(Beginning of ENTRIES PROVIDED)
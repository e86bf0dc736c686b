//! Hash and extendable-output function (XOF) adapters.
//!
//! | Use                       | Primitive | Function       |
//! |---------------------------|-----------|----------------|
//! | public polynomial `a`     | SHAKE-128 | [`xof_absorb`] |
//! | noise expansion           | SHAKE-256 | [`prf`]        |
//! | final key derivation      | SHA-256   | [`hash_key`]   |

pub use sha3::digest::XofReader;
use sha2::{Digest, Sha256};
use sha3::{
    Shake128, Shake256,
    digest::{ExtendableOutput, Update},
};
use zeroize::Zeroize;

use crate::params::{KEY_BYTES, SYMBYTES};

/// SHAKE-128 XOF: absorbs the public seed, returns reader.
#[must_use]
pub fn xof_absorb(seed: &[u8; SYMBYTES]) -> impl XofReader {
    Shake128::default().chain(seed).finalize_xof()
}

/// `PRF(seed, nonce) = SHAKE-256(seed || nonce)`, squeezed into `output`.
pub fn prf(seed: &[u8; SYMBYTES], nonce: u8, output: &mut [u8]) {
    let mut buf = [0; SYMBYTES + 1];
    buf[..SYMBYTES].copy_from_slice(seed);
    buf[SYMBYTES] = nonce;
    Shake256::digest_xof(&buf, output);
    buf.zeroize();
}

/// SHA-256 of the reconciled key bits -> negotiated key.
#[inline]
#[must_use]
pub fn hash_key(input: &[u8; SYMBYTES]) -> [u8; KEY_BYTES] {
    Sha256::digest(input).into()
}

#[cfg(test)]
mod tests {
    use super::*;

    #[test]
    fn sha256_zero_block_vector() {
        // SHA-256 of 32 zero bytes
        let expected = [
            0x66, 0x68, 0x7a, 0xad, 0xf8, 0x62, 0xbd, 0x77, 0x6c, 0x8f, 0xc1, 0x8b, 0x8e, 0x9f,
            0x8e, 0x20, 0x08, 0x97, 0x14, 0x85, 0x6e, 0xe2, 0x33, 0xb3, 0x90, 0x2a, 0x59, 0x1d,
            0x0d, 0x5f, 0x29, 0x25,
        ];
        assert_eq!(hash_key(&[0u8; SYMBYTES]), expected);
    }

    #[test]
    fn prf_nonces_separate_streams() {
        let seed = [7u8; SYMBYTES];
        let mut a = [0u8; 64];
        let mut b = [0u8; 64];
        prf(&seed, 0, &mut a);
        prf(&seed, 1, &mut b);
        assert_ne!(a, b);

        let mut a2 = [0u8; 64];
        prf(&seed, 0, &mut a2);
        assert_eq!(a, a2);
    }

    #[test]
    fn xof_is_deterministic() {
        let seed = [3u8; SYMBYTES];
        let mut a = [0u8; 200];
        let mut b = [0u8; 200];
        xof_absorb(&seed).read(&mut a);
        xof_absorb(&seed).read(&mut b);
        assert_eq!(a, b);
    }
}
(End of ENTRIES PROVIDED)
--- WHAT TO DO ---
Write out only the lines from the one containing "buf[..SYMBYTES].copy_from_slice(seed);" through the end of the listing above, exactly as they stand.

--- RESPONSE AREA ---
    buf[..SYMBYTES].copy_from_slice(seed);
    buf[SYMBYTES] = nonce;
    Shake256::digest_xof(&buf, output);
    buf.zeroize();
}

/// SHA-256 of the reconciled key bits -> negotiated key.
#[inline]
#[must_use]
pub fn hash_key(input: &[u8; SYMBYTES]) -> [u8; KEY_BYTES] {
    Sha256::digest(input).into()
}

#[cfg(test)]
mod tests {
    use super::*;

    #[test]
    fn sha256_zero_block_vector() {
        // SHA-256 of 32 zero bytes
        let expected = [
            0x66, 0x68, 0x7a, 0xad, 0xf8, 0x62, 0xbd, 0x77, 0x6c, 0x8f, 0xc1, 0x8b, 0x8e, 0x9f,
            0x8e, 0x20, 0x08, 0x97, 0x14, 0x85, 0x6e, 0xe2, 0x33, 0xb3, 0x90, 0x2a, 0x59, 0x1d,
            0x0d, 0x5f, 0x29, 0x25,
        ];
        assert_eq!(hash_key(&[0u8; SYMBYTES]), expected);
    }

    #[test]
    fn prf_nonces_separate_streams() {
        let seed = [7u8; SYMBYTES];
        let mut a = [0u8; 64];
        let mut b = [0u8; 64];
        prf(&seed, 0, &mut a);
        prf(&seed, 1, &mut b);
        assert_ne!(a, b);

        let mut a2 = [0u8; 64];
        prf(&seed, 0, &mut a2);
        assert_eq!(a, a2);
    }

    #[test]
    fn xof_is_deterministic() {
        let seed = [3u8; SYMBYTES];
        let mut a = [0u8; 200];
        let mut b = [0u8; 200];
        xof_absorb(&seed).read(&mut a);
        xof_absorb(&seed).read(&mut b);
        assert_eq!(a, b);
    }
}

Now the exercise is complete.